Where the word "TextRequest" shows up in the entries below, please copy the whole line.

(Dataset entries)
Segment Open

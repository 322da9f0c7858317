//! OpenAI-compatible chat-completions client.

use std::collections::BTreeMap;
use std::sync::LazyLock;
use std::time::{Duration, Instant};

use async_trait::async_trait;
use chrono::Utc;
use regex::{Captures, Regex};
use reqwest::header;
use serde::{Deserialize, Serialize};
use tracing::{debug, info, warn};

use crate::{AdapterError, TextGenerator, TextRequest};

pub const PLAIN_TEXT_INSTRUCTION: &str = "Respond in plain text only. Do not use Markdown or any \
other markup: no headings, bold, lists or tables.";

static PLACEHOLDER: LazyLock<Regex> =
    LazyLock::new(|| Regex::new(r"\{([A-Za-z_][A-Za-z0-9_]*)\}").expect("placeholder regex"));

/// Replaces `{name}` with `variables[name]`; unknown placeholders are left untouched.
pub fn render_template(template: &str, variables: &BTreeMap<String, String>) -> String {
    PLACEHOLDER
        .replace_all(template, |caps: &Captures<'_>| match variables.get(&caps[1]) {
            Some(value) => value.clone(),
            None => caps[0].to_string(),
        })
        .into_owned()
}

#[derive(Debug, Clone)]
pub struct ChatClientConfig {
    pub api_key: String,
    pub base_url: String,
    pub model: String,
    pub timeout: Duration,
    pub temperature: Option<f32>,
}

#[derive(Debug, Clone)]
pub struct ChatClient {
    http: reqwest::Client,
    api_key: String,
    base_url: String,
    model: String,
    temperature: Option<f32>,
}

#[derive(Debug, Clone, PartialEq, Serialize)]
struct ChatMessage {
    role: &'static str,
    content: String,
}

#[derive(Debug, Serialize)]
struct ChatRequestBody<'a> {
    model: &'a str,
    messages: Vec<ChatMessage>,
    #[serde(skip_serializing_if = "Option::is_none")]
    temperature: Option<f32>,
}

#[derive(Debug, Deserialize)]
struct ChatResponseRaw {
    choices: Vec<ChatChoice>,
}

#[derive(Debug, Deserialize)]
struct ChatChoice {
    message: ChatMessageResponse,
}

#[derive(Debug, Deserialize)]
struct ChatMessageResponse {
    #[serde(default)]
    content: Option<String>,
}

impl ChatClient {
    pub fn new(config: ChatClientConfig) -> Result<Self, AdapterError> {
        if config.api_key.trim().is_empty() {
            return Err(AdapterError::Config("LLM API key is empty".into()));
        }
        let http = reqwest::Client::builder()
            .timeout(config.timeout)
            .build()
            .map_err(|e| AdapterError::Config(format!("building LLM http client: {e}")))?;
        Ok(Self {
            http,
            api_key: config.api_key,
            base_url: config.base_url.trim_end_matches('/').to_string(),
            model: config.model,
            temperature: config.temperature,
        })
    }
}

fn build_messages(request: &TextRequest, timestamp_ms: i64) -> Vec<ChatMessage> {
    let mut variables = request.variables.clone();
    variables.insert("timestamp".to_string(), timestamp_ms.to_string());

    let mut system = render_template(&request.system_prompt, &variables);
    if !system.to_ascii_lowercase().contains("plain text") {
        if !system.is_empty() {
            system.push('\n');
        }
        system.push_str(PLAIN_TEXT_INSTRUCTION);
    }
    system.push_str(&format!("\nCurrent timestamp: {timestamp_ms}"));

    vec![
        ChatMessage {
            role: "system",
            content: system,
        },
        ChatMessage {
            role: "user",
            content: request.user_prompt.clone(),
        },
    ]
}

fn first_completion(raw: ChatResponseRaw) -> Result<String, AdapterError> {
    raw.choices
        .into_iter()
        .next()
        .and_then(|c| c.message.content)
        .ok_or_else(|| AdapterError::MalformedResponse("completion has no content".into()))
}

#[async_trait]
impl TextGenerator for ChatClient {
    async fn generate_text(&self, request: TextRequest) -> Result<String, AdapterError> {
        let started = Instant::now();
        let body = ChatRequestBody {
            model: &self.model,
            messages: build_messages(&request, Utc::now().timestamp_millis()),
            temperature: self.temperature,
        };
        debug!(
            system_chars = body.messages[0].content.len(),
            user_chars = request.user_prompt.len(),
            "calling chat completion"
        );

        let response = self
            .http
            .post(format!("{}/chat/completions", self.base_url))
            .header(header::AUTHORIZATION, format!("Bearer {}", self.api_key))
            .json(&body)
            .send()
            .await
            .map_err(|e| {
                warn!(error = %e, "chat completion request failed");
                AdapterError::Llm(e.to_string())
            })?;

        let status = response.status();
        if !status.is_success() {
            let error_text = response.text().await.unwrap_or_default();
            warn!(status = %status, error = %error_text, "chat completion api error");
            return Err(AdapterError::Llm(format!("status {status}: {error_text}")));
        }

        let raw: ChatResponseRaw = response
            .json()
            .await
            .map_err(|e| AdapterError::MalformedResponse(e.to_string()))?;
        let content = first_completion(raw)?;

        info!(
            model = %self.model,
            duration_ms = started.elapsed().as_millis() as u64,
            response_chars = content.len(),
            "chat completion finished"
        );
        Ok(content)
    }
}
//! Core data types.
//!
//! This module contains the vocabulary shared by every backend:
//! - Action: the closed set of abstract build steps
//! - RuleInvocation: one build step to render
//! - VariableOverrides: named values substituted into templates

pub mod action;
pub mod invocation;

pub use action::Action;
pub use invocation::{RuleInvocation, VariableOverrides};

Segment Closed

**ANSWER TO THIS PROBLEM**.
use crate::{AdapterError, TextGenerator, TextRequest};
fn build_messages(request: &TextRequest, timestamp_ms: i64) -> Vec<ChatMessage> {
    async fn generate_text(&self, request: TextRequest) -> Result<String, AdapterError> {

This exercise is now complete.